BEGIN

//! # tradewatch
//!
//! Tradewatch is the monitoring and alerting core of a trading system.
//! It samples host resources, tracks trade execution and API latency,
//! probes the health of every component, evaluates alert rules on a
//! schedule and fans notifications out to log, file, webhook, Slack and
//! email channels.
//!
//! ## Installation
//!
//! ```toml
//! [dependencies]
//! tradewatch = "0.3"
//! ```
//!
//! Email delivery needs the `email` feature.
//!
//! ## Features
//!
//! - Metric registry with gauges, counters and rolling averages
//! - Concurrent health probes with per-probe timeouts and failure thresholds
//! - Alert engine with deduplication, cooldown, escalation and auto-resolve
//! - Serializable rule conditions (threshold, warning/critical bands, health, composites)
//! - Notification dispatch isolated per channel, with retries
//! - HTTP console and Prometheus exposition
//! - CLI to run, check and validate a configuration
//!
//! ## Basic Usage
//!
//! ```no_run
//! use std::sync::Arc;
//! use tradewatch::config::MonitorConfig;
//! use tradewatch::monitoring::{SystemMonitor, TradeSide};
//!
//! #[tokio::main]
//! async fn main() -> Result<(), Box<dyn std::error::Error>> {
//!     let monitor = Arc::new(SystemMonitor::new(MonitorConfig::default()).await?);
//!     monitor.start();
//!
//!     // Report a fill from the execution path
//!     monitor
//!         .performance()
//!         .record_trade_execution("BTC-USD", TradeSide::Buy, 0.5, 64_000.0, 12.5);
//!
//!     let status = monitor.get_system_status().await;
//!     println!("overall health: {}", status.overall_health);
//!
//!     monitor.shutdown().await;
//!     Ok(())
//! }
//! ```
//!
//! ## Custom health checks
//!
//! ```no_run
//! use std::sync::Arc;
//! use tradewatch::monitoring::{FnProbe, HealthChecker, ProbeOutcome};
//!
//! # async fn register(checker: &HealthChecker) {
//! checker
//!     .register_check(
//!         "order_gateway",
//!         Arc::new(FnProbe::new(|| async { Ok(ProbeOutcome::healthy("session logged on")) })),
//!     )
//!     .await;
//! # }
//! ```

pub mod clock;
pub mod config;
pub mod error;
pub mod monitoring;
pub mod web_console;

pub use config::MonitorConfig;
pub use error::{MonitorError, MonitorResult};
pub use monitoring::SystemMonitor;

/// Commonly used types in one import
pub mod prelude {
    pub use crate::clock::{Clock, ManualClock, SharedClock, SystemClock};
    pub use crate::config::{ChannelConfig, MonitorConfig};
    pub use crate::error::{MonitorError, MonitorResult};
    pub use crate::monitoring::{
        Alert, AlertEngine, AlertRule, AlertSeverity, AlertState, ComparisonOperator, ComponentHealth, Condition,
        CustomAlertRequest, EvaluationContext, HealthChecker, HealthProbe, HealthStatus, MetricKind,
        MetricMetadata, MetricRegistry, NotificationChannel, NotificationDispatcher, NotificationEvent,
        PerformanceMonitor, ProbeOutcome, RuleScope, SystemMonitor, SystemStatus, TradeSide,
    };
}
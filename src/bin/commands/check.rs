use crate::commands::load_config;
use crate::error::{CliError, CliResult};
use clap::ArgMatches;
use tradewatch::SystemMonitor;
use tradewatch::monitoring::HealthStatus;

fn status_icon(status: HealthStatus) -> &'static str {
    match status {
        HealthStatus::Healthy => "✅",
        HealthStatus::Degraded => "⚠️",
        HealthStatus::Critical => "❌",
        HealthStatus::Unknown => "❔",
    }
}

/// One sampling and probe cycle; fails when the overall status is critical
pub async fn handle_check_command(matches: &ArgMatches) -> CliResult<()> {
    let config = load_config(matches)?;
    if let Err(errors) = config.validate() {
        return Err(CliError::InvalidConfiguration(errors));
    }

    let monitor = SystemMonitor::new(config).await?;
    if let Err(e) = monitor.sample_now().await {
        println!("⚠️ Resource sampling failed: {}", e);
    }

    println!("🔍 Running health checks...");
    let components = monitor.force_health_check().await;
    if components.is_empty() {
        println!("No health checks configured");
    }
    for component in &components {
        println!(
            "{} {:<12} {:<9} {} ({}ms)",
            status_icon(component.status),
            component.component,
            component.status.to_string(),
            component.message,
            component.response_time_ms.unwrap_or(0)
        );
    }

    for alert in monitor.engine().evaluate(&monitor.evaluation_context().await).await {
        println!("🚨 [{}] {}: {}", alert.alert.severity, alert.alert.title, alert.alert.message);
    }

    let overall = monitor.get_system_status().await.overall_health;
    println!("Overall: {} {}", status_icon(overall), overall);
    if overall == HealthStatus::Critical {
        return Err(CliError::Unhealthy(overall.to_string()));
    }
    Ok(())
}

END

## TASK DETAILS
Transcribe the material above in its entirety, precisely as written.

## ANSWER SECTION
//! # tradewatch
//!
//! Tradewatch is the monitoring and alerting core of a trading system.
//! It samples host resources, tracks trade execution and API latency,
//! probes the health of every component, evaluates alert rules on a
//! schedule and fans notifications out to log, file, webhook, Slack and
//! email channels.
//!
//! ## Installation
//!
//! ```toml
//! [dependencies]
//! tradewatch = "0.3"
//! ```
//!
//! Email delivery needs the `email` feature.
//!
//! ## Features
//!
//! - Metric registry with gauges, counters and rolling averages
//! - Concurrent health probes with per-probe timeouts and failure thresholds
//! - Alert engine with deduplication, cooldown, escalation and auto-resolve
//! - Serializable rule conditions (threshold, warning/critical bands, health, composites)
//! - Notification dispatch isolated per channel, with retries
//! - HTTP console and Prometheus exposition
//! - CLI to run, check and validate a configuration
//!
//! ## Basic Usage
//!
//! ```no_run
//! use std::sync::Arc;
//! use tradewatch::config::MonitorConfig;
//! use tradewatch::monitoring::{SystemMonitor, TradeSide};
//!
//! #[tokio::main]
//! async fn main() -> Result<(), Box<dyn std::error::Error>> {
//!     let monitor = Arc::new(SystemMonitor::new(MonitorConfig::default()).await?);
//!     monitor.start();
//!
//!     // Report a fill from the execution path
//!     monitor
//!         .performance()
//!         .record_trade_execution("BTC-USD", TradeSide::Buy, 0.5, 64_000.0, 12.5);
//!
//!     let status = monitor.get_system_status().await;
//!     println!("overall health: {}", status.overall_health);
//!
//!     monitor.shutdown().await;
//!     Ok(())
//! }
//! ```
//!
//! ## Custom health checks
//!
//! ```no_run
//! use std::sync::Arc;
//! use tradewatch::monitoring::{FnProbe, HealthChecker, ProbeOutcome};
//!
//! # async fn register(checker: &HealthChecker) {
//! checker
//!     .register_check(
//!         "order_gateway",
//!         Arc::new(FnProbe::new(|| async { Ok(ProbeOutcome::healthy("session logged on")) })),
//!     )
//!     .await;
//! # }
//! ```

pub mod clock;
pub mod config;
pub mod error;
pub mod monitoring;
pub mod web_console;

pub use config::MonitorConfig;
pub use error::{MonitorError, MonitorResult};
pub use monitoring::SystemMonitor;

/// Commonly used types in one import
pub mod prelude {
    pub use crate::clock::{Clock, ManualClock, SharedClock, SystemClock};
    pub use crate::config::{ChannelConfig, MonitorConfig};
    pub use crate::error::{MonitorError, MonitorResult};
    pub use crate::monitoring::{
        Alert, AlertEngine, AlertRule, AlertSeverity, AlertState, ComparisonOperator, ComponentHealth, Condition,
        CustomAlertRequest, EvaluationContext, HealthChecker, HealthProbe, HealthStatus, MetricKind,
        MetricMetadata, MetricRegistry, NotificationChannel, NotificationDispatcher, NotificationEvent,
        PerformanceMonitor, ProbeOutcome, RuleScope, SystemMonitor, SystemStatus, TradeSide,
    };
}
filename src/bin/commands/check.rs
use crate::commands::load_config;
use crate::error::{CliError, CliResult};
use clap::ArgMatches;
use tradewatch::SystemMonitor;
use tradewatch::monitoring::HealthStatus;

fn status_icon(status: HealthStatus) -> &'static str {
    match status {
        HealthStatus::Healthy => "✅",
        HealthStatus::Degraded => "⚠️",
        HealthStatus::Critical => "❌",
        HealthStatus::Unknown => "❔",
    }
}

/// One sampling and probe cycle; fails when the overall status is critical
pub async fn handle_check_command(matches: &ArgMatches) -> CliResult<()> {
    let config = load_config(matches)?;
    if let Err(errors) = config.validate() {
        return Err(CliError::InvalidConfiguration(errors));
    }

    let monitor = SystemMonitor::new(config).await?;
    if let Err(e) = monitor.sample_now().await {
        println!("⚠️ Resource sampling failed: {}", e);
    }

    println!("🔍 Running health checks...");
    let components = monitor.force_health_check().await;
    if components.is_empty() {
        println!("No health checks configured");
    }
    for component in &components {
        println!(
            "{} {:<12} {:<9} {} ({}ms)",
            status_icon(component.status),
            component.component,
            component.status.to_string(),
            component.message,
            component.response_time_ms.unwrap_or(0)
        );
    }

    for alert in monitor.engine().evaluate(&monitor.evaluation_context().await).await {
        println!("🚨 [{}] {}: {}", alert.alert.severity, alert.alert.title, alert.alert.message);
    }

    let overall = monitor.get_system_status().await.overall_health;
    println!("Overall: {} {}", status_icon(overall), overall);
    if overall == HealthStatus::Critical {
        return Err(CliError::Unhealthy(overall.to_string()));
    }
    Ok(())
}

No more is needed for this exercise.